The Public Health and Municipal Engineering Department (PHMED) has set in motion the much-awaited plan to prevent sewage from entering the Gollapadu channel as part of its efforts to clean up the century-old defunct watercourse in the town.
The 4.75-km Gollapadu channel, which criss-crosses the core areas of the town, continues to pose a major threat to public health due to its abysmal condition.
Once an assured source of irrigation, the channel has been virtually converted into a dumping yard owing to multiple factors, including utter neglect of its maintenance and large-scale encroachments along the watercourse over the past several decades.
The civic authorities had earlier devised a comprehensive plan to modernise the Gollapadu channel following persistent demands from the denizens to prevent health hazards and flooding of areas adjoining the watercourse, a recurring problem particularly during the rainy season.

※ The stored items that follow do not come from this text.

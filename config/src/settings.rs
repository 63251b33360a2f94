//! Validated runtime settings shared by the LED sign crates.
//!
//! The constants in [`crate::constants`] are compile-time defaults;
//! [`SignConfig`] lets a caller override the tunable subset while keeping
//! every value checked at construction time.

use std::fmt;

use crate::constants::{
    HOLE_SEGMENTS, MAX_HOLE_SEGMENTS, MAX_PANEL_HEIGHT, MAX_PANEL_WIDTH, MIN_HOLE_SEGMENTS,
};

/// Immutable snapshot of pipeline settings.
///
/// # Examples
/// ```
/// use config::SignConfig;
/// let config = SignConfig::default();
/// assert!(!config.strict_booleans);
/// assert_eq!(config.max_width, 21.0);
/// ```
#[derive(Debug, Clone, Copy, PartialEq)]
pub struct SignConfig {
    /// Number of sides used to approximate each mounting hole.
    pub hole_segments: u32,
    /// Largest accepted panel width.
    pub max_width: f64,
    /// Largest accepted panel height.
    pub max_height: f64,
    /// When true, a failed boolean subtraction is reported as an error
    /// instead of falling back to the plain plate.
    pub strict_booleans: bool,
}

impl SignConfig {
    /// Builds a configuration enforcing strict validation of every field.
    ///
    /// # Examples
    /// ```
    /// use config::SignConfig;
    /// let cfg = SignConfig::new(64, 30.0, 30.0, true).expect("valid config");
    /// assert_eq!(cfg.hole_segments, 64);
    /// assert!(SignConfig::new(8, 30.0, 30.0, false).is_err());
    /// ```
    pub fn new(
        hole_segments: u32,
        max_width: f64,
        max_height: f64,
        strict_booleans: bool,
    ) -> Result<Self, ConfigError> {
        if !(MIN_HOLE_SEGMENTS..=MAX_HOLE_SEGMENTS).contains(&hole_segments) {
            return Err(ConfigError::InvalidSegments(hole_segments));
        }
        if !max_width.is_finite() || max_width <= 0.0 {
            return Err(ConfigError::InvalidLimit {
                name: "max_width",
                value: max_width,
            });
        }
        if !max_height.is_finite() || max_height <= 0.0 {
            return Err(ConfigError::InvalidLimit {
                name: "max_height",
                value: max_height,
            });
        }
        Ok(Self {
            hole_segments,
            max_width,
            max_height,
            strict_booleans,
        })
    }

    /// Returns a copy with strict boolean handling switched on or off.
    pub fn with_strict_booleans(self, strict_booleans: bool) -> Self {
        Self {
            strict_booleans,
            ..self
        }
    }
}

impl Default for SignConfig {
    fn default() -> Self {
        Self {
            hole_segments: HOLE_SEGMENTS,
            max_width: MAX_PANEL_WIDTH,
            max_height: MAX_PANEL_HEIGHT,
            strict_booleans: false,
        }
    }
}

/// Error returned when invalid configuration values are provided.
#[derive(Debug, PartialEq)]
pub enum ConfigError {
    /// Raised when the hole segment count is outside the supported range.
    InvalidSegments(u32),
    /// Raised when a panel size limit is zero, negative or not finite.
    InvalidLimit {
        /// Name of the offending field.
        name: &'static str,
        /// Rejected value.
        value: f64,
    },
}

impl fmt::Display for ConfigError {
    fn fmt(&self, f: &mut fmt::Formatter<'_>) -> fmt::Result {
        match self {
            ConfigError::InvalidSegments(value) => write!(
                f,
                "hole_segments must be in {MIN_HOLE_SEGMENTS}..={MAX_HOLE_SEGMENTS}: {value}"
            ),
            ConfigError::InvalidLimit { name, value } => {
                write!(f, "{name} must be positive and finite: {value}")
            }
        }
    }
}

impl std::error::Error for ConfigError {}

The PHMED has been entrusted with the task of arresting the flow of sewage into the Gollapadu channel by exploring scientific methods to clean-up the watercourse, sources said.
The department has evolved a plan envisaging interception and diversion of sewage through construction of trunk main and other interventions, besides constructing a sewage treatment plant at an estimated outlay of ₹70 crore.
Improvement of connected storm water drains forms one of the major components of the action plan. The PHMED has floated tenders for execution of the ambitious project in a span of nine months.